_Supplied material_.
┌────────

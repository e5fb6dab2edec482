use crate::U256_1;
use crate::error::MathError;
use crate::math::bit_math::{least_significant_bit, most_significant_bit};
use alloy_primitives::U256;
use std::collections::BTreeMap;
use std::ops::{Bound, Shr};

/// Word index and bit position of a compressed tick (`tick / tick_spacing`).
pub fn position(compressed: i32) -> (i16, u8) {
    (compressed.shr(8) as i16, (compressed % 256) as u8)
}

/// Floor division of `tick` by `tick_spacing`, rounding toward negative
/// infinity so that negative ticks land in the right word.
#[inline]
pub fn compress(tick: i32, tick_spacing: i32) -> i32 {
    let mut compressed = tick / tick_spacing;
    if tick < 0 && tick % tick_spacing != 0 {
        compressed -= 1;
    }
    compressed
}

/// Sparse bitmap of initialized ticks, one bit per multiple of the tick
/// spacing, packed into 256-bit words keyed by word index.
///
/// Words that become empty are dropped, so every stored word has at least
/// one bit set. The map is ordered, which lets a swap ask whether any
/// initialized tick exists in a direction without walking word by word.
#[derive(Debug, Clone, Default, PartialEq, Eq)]
#[cfg_attr(feature = "serde", derive(serde::Serialize, serde::Deserialize))]
pub struct TickBitmap {
    words: BTreeMap<i16, U256>,
}

impl TickBitmap {
    pub fn new() -> Self {
        Self::default()
    }

    /// Word at `word_pos`, zero if nothing is initialized there.
    pub fn word(&self, word_pos: i16) -> U256 {
        self.words.get(&word_pos).copied().unwrap_or(U256::ZERO)
    }

    /// Number of non-empty words.
    pub fn word_count(&self) -> usize {
        self.words.len()
    }

    pub fn is_empty(&self) -> bool {
        self.words.is_empty()
    }

    /// Whether `tick` is currently marked initialized.
    pub fn is_initialized(&self, tick: i32, tick_spacing: i32) -> bool {
        if tick % tick_spacing != 0 {
            return false;
        }
        let (word_pos, bit_pos) = position(tick / tick_spacing);
        !(self.word(word_pos) & (U256_1 << bit_pos)).is_zero()
    }

    /// Toggles the initialized bit of `tick`.
    ///
    /// `tick` must be a multiple of `tick_spacing`, otherwise
    /// [`MathError::OutOfBounds`] is returned and nothing changes.
    pub fn flip(&mut self, tick: i32, tick_spacing: i32) -> Result<(), MathError> {
        if tick % tick_spacing != 0 {
            return Err(MathError::OutOfBounds);
        }

        let (word_pos, bit_pos) = position(tick / tick_spacing);
        let flipped = self.word(word_pos) ^ (U256_1 << bit_pos);
        if flipped.is_zero() {
            self.words.remove(&word_pos);
        } else {
            self.words.insert(word_pos, flipped);
        }
        Ok(())
    }

    /// Next initialized tick in the same word as `tick`.
    ///
    /// With `lte` the search covers `tick` itself and everything to its
    /// left; otherwise it starts strictly to the right. When nothing is
    /// initialized the word boundary is returned together with `false`, so
    /// callers can step word by word.
    pub fn next_initialized_tick_within_one_word(
        &self,
        tick: i32,
        tick_spacing: i32,
        lte: bool,
    ) -> Result<(i32, bool), MathError> {
        let compressed = compress(tick, tick_spacing);

        if lte {
            let (word_pos, bit_pos) = position(compressed);
            // all bits at or below bit_pos
            let mask: U256 = (U256_1 << bit_pos) - U256_1 + (U256_1 << bit_pos);
            let masked = self.word(word_pos) & mask;

            let initialized = !masked.is_zero();
            let next = if initialized {
                (compressed - (bit_pos - most_significant_bit(masked)?) as i32) * tick_spacing
            } else {
                (compressed - bit_pos as i32) * tick_spacing
            };
            Ok((next, initialized))
        } else {
            let (word_pos, bit_pos) = position(compressed + 1);
            // all bits at or above bit_pos
            let mask: U256 = !((U256_1 << bit_pos) - U256_1);
            let masked = self.word(word_pos) & mask;

            let initialized = !masked.is_zero();
            let next = if initialized {
                (compressed + 1 + (least_significant_bit(masked)? - bit_pos) as i32) * tick_spacing
            } else {
                (compressed + 1 + (255u8 - bit_pos) as i32) * tick_spacing
            };
            Ok((next, initialized))
        }
    }

    /// Whether any initialized tick exists in the search direction from
    /// `tick`, using the same inclusivity as
    /// [`next_initialized_tick_within_one_word`](Self::next_initialized_tick_within_one_word).
    pub fn has_initialized_beyond(&self, tick: i32, tick_spacing: i32, lte: bool) -> bool {
        let compressed = compress(tick, tick_spacing);

        if lte {
            let (word_pos, bit_pos) = position(compressed);
            let mask: U256 = (U256_1 << bit_pos) - U256_1 + (U256_1 << bit_pos);
            !(self.word(word_pos) & mask).is_zero()
                || self
                    .words
                    .range((Bound::Unbounded, Bound::Excluded(word_pos)))
                    .next()
                    .is_some()
        } else {
            let (word_pos, bit_pos) = position(compressed + 1);
            let mask: U256 = !((U256_1 << bit_pos) - U256_1);
            !(self.word(word_pos) & mask).is_zero()
                || self
                    .words
                    .range((Bound::Excluded(word_pos), Bound::Unbounded))
                    .next()
                    .is_some()
        }
    }

    /// Every initialized tick in ascending order.
    pub fn initialized_ticks(&self, tick_spacing: i32) -> Vec<i32> {
        let mut ticks = Vec::new();
        for (&word_pos, &word) in &self.words {
            let mut remaining = word;
            while let Ok(bit) = least_significant_bit(remaining) {
                let compressed = ((word_pos as i32) << 8) + bit as i32;
                ticks.push(compressed * tick_spacing);
                remaining ^= U256_1 << bit;
            }
        }
        ticks
    }
}
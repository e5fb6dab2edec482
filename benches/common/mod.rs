#![allow(dead_code)]

use clmm_pool::math::bit_math::{least_significant_bit, most_significant_bit};
use clmm_pool::math::liquidity_math::{get_amounts_for_liquidity, get_liquidity_for_amounts};
use clmm_pool::math::math_helpers::{mul_div, mul_div_rounding_up};
use clmm_pool::math::sqrt_price_math::{
    get_amount_0_delta, get_amount_1_delta, get_next_sqrt_price_from_input,
    get_next_sqrt_price_from_output,
};
use clmm_pool::math::swap_math::compute_swap_step;
use clmm_pool::math::tick_bitmap::TickBitmap;
use clmm_pool::math::tick_math::{get_sqrt_ratio_at_tick, get_tick_at_sqrt_ratio};
use clmm_pool::{Address, FeeTier, I256, Pool, PositionLedger, Q128, SwapParams, U256};
use criterion::{BatchSize, Criterion};
use std::hint::black_box;

pub const LIQUIDITY: u128 = 1_000_000_000_000_000_000;

pub fn bench_tick_math(c: &mut Criterion) {
    let mut group = c.benchmark_group("tick_math");
    let ticks = [-887272, -200_000, -60, 0, 60, 200_000, 887272];
    let prices: Vec<U256> = ticks
        .iter()
        .map(|&tick| get_sqrt_ratio_at_tick(tick).unwrap())
        .collect();

    group.bench_function("get_sqrt_ratio_at_tick", |b| {
        b.iter(|| {
            for &tick in &ticks {
                black_box(get_sqrt_ratio_at_tick(black_box(tick)).unwrap());
            }
        })
    });
    group.bench_function("get_tick_at_sqrt_ratio", |b| {
        b.iter(|| {
            // the max tick's price is outside the accepted range
            for &price in &prices[..prices.len() - 1] {
                black_box(get_tick_at_sqrt_ratio(black_box(price)).unwrap());
            }
        })
    });
    group.finish();
}

pub fn bench_sqrt_price_math(c: &mut Criterion) {
    let mut group = c.benchmark_group("sqrt_price_math");
    let lower = get_sqrt_ratio_at_tick(-600).unwrap();
    let upper = get_sqrt_ratio_at_tick(600).unwrap();
    let price = get_sqrt_ratio_at_tick(0).unwrap();
    let amount = U256::from(1_000_000_000_000u64);

    group.bench_function("get_amount_0_delta", |b| {
        b.iter(|| get_amount_0_delta(black_box(lower), black_box(upper), black_box(LIQUIDITY as i128)))
    });
    group.bench_function("get_amount_1_delta", |b| {
        b.iter(|| get_amount_1_delta(black_box(lower), black_box(upper), black_box(-(LIQUIDITY as i128))))
    });
    group.bench_function("get_next_sqrt_price_from_input", |b| {
        b.iter(|| get_next_sqrt_price_from_input(black_box(price), LIQUIDITY, black_box(amount), true))
    });
    group.bench_function("get_next_sqrt_price_from_output", |b| {
        b.iter(|| get_next_sqrt_price_from_output(black_box(price), LIQUIDITY, black_box(amount), false))
    });
    group.finish();
}

pub fn bench_liquidity_math(c: &mut Criterion) {
    let lower = get_sqrt_ratio_at_tick(-600).unwrap();
    let upper = get_sqrt_ratio_at_tick(600).unwrap();
    let price = get_sqrt_ratio_at_tick(17).unwrap();
    let amount = U256::from(1_000_000_000_000_000u64);

    let mut group = c.benchmark_group("liquidity_math");
    group.bench_function("get_liquidity_for_amounts", |b| {
        b.iter(|| get_liquidity_for_amounts(black_box(price), lower, upper, black_box(amount), black_box(amount)))
    });
    group.bench_function("get_amounts_for_liquidity", |b| {
        b.iter(|| get_amounts_for_liquidity(black_box(price), lower, upper, black_box(LIQUIDITY)))
    });
    group.finish();
}

pub fn bench_swap_math(c: &mut Criterion) {
    let current = get_sqrt_ratio_at_tick(0).unwrap();
    let target = get_sqrt_ratio_at_tick(-60).unwrap();
    let exact_in = I256::try_from(1_000_000_000_000i64).unwrap();
    let exact_out = I256::try_from(-1_000_000_000_000i64).unwrap();

    let mut group = c.benchmark_group("swap_math");
    group.bench_function("compute_swap_step_exact_in", |b| {
        b.iter(|| compute_swap_step(black_box(current), black_box(target), LIQUIDITY, black_box(exact_in), 3000))
    });
    group.bench_function("compute_swap_step_exact_out", |b| {
        b.iter(|| compute_swap_step(black_box(current), black_box(target), LIQUIDITY, black_box(exact_out), 3000))
    });
    group.finish();
}

pub fn bench_math_helpers(c: &mut Criterion) {
    let a = U256::from(LIQUIDITY) << 96;
    let b = get_sqrt_ratio_at_tick(1000).unwrap();
    let denominator = get_sqrt_ratio_at_tick(-1000).unwrap();

    let mut group = c.benchmark_group("math_helpers");
    group.bench_function("mul_div", |bench| {
        bench.iter(|| mul_div(black_box(a), black_box(b), black_box(denominator)))
    });
    group.bench_function("mul_div_rounding_up", |bench| {
        bench.iter(|| mul_div_rounding_up(black_box(a), black_box(b), black_box(denominator)))
    });
    group.bench_function("mul_div_q128", |bench| {
        bench.iter(|| mul_div(black_box(U256::from(3u8)), Q128, black_box(U256::from(LIQUIDITY))))
    });
    group.finish();
}

pub fn bench_tick_bitmap(c: &mut Criterion) {
    let spacing = 60;
    let mut bitmap = TickBitmap::new();
    for tick in (-60_000..=60_000).step_by(600) {
        bitmap.flip(tick, spacing).unwrap();
    }

    let mut group = c.benchmark_group("tick_bitmap");
    group.bench_function("next_initialized_tick_lte", |b| {
        b.iter(|| bitmap.next_initialized_tick_within_one_word(black_box(1_234), spacing, true))
    });
    group.bench_function("next_initialized_tick_gt", |b| {
        b.iter(|| bitmap.next_initialized_tick_within_one_word(black_box(-1_234), spacing, false))
    });
    group.bench_function("has_initialized_beyond", |b| {
        b.iter(|| bitmap.has_initialized_beyond(black_box(-59_999), spacing, true))
    });
    group.bench_function("flip", |b| {
        b.iter_batched(
            || bitmap.clone(),
            |mut bitmap| bitmap.flip(black_box(120), spacing),
            BatchSize::SmallInput,
        )
    });
    group.finish();
}

pub fn bench_bit_math(c: &mut Criterion) {
    let values = [
        U256::from(1u8),
        U256::from(u64::MAX),
        U256::from(1u8) << 200,
        U256::MAX,
    ];

    let mut group = c.benchmark_group("bit_math");
    group.bench_function("most_significant_bit", |b| {
        b.iter(|| {
            for &value in &values {
                black_box(most_significant_bit(black_box(value)).unwrap());
            }
        })
    });
    group.bench_function("least_significant_bit", |b| {
        b.iter(|| {
            for &value in &values {
                black_box(least_significant_bit(black_box(value)).unwrap());
            }
        })
    });
    group.finish();
}

/// Pool at tick 0 with `ranges` adjacent positions of `LIQUIDITY` on each side.
pub fn pool_with_ranges(ranges: i32) -> Pool {
    let mut pool = Pool::new(
        Address::repeat_byte(0x01),
        Address::repeat_byte(0x02),
        FeeTier::Medium,
    )
    .unwrap();
    pool.initialize(get_sqrt_ratio_at_tick(0).unwrap()).unwrap();

    let mut ledger = PositionLedger::new();
    let lp = Address::repeat_byte(0xaa);
    for i in 0..ranges {
        let width = 600;
        ledger
            .mint(&mut pool, lp, -(i + 1) * width, -i * width, LIQUIDITY)
            .unwrap();
        ledger
            .mint(&mut pool, lp, i * width, (i + 1) * width, LIQUIDITY)
            .unwrap();
    }
    pool
}

pub fn bench_pool_swap(c: &mut Criterion) {
    let pool = pool_with_ranges(20);
    let small = SwapParams::unbounded(true, I256::try_from(1_000_000_000i64).unwrap());
    let crossing = SwapParams::unbounded(
        false,
        I256::try_from(200_000_000_000_000_000i128).unwrap(),
    );

    let mut group = c.benchmark_group("pool");
    group.bench_function("quote_within_range", |b| {
        b.iter(|| pool.quote(black_box(small), 0))
    });
    group.bench_function("quote_crossing_ticks", |b| {
        b.iter(|| pool.quote(black_box(crossing), 0))
    });
    group.bench_function("swap_crossing_ticks", |b| {
        b.iter_batched(
            || pool.clone(),
            |mut pool| pool.swap(black_box(crossing), 0),
            BatchSize::SmallInput,
        )
    });
    group.bench_function("max_input_amount", |b| {
        b.iter(|| pool.max_input_amount(black_box(true)))
    });
    group.finish();
}

pub fn bench_mint(c: &mut Criterion) {
    let pool = pool_with_ranges(4);
    let lp = Address::repeat_byte(0xbb);

    c.bench_function("pool/mint", |b| {
        b.iter_batched(
            || (pool.clone(), PositionLedger::new()),
            |(mut pool, mut ledger)| ledger.mint(&mut pool, lp, -1200, 1800, black_box(LIQUIDITY)),
            BatchSize::SmallInput,
        )
    });
}
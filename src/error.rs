use alloy_primitives::Address;
use thiserror::Error;

#[derive(Debug, Error, Clone, Copy, PartialEq, Eq)]
pub enum MathError {
    #[error("Math error - overflow")]
    Overflow,
    #[error("Math error - underflow")]
    Underflow,
    #[error("Math error - out of bounds")]
    OutOfBounds,
    #[error("Math error - division by zero")]
    DivisionByZero,
    #[error("BitMath error - zero input value")]
    ZeroValue,
}

#[derive(Debug, Error, Clone, Copy, PartialEq, Eq)]
pub enum StateError {
    #[error("State error - sqrtPrice out of bounds")]
    SqrtPriceOutOfBounds,
    #[error("State error - sqrtPrice is 0")]
    SqrtPriceIsZero,
    #[error("State error - sqrtRatio is 0")]
    SqrtRatioIsZero,

    #[error("State error - tick {0} out of bounds")]
    InvalidTick(i32),

    #[error("State error - liquidity is 0")]
    LiquidityIsZero,

    #[error("State error - requested amount exceeds pool reserves")]
    InsufficientReserves,
}

/// Every failure a pool, position or registry operation can surface.
///
/// Mutating operations return one of these before touching any state, so an
/// `Err` always means the pool is exactly as it was before the call.
#[derive(Debug, Error, Clone, PartialEq, Eq)]
pub enum Error {
    #[error("arithmetic overflow: {0}")]
    ArithmeticOverflow(#[from] MathError),

    #[error(transparent)]
    StateError(#[from] StateError),

    #[error("invalid tick range [{tick_lower}, {tick_upper}) for tick spacing {tick_spacing}")]
    InvalidTickRange {
        tick_lower: i32,
        tick_upper: i32,
        tick_spacing: i32,
    },

    #[error("fee {0} is not a supported fee tier")]
    InvalidFeeTier(u32),

    #[error("pool already exists")]
    PoolAlreadyExists,

    #[error("pool not found")]
    PoolNotFound,

    #[error("tokens must be distinct, got {0} twice")]
    IdenticalTokens(Address),

    #[error("pool is not initialized")]
    NotInitialized,

    #[error("pool is already initialized")]
    AlreadyInitialized,

    #[error("sqrt price limit is out of range for the swap direction")]
    InvalidPriceLimit,

    #[error("liquidity delta must be non-zero")]
    InvalidLiquidityDelta,

    #[error("liquidity gross at tick {0} would exceed the per-tick maximum")]
    TickLiquidityOverflow(i32),

    #[error("insufficient liquidity to make progress in the swap direction")]
    InsufficientLiquidity,

    #[error("position holds {available} liquidity, {requested} requested")]
    InsufficientPositionLiquidity { available: u128, requested: u128 },

    #[error("deadline {deadline} has passed (now {now})")]
    Expired { deadline: u64, now: u64 },

    #[error("{caller} is not authorized to act for {owner}")]
    Unauthorized { caller: Address, owner: Address },
}

pub type Result<T, E = Error> = std::result::Result<T, E>;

└────────

Beginning with the very first line of the material above, give each line again exactly, ending with the line that contains "Word index and".

repository e5fb6dab2edec482
use crate::U256_1;
use crate::error::MathError;
use crate::math::bit_math::{least_significant_bit, most_significant_bit};
use alloy_primitives::U256;
use std::collections::BTreeMap;
use std::ops::{Bound, Shr};

/// Word index and bit position of a compressed tick (`tick / tick_spacing`).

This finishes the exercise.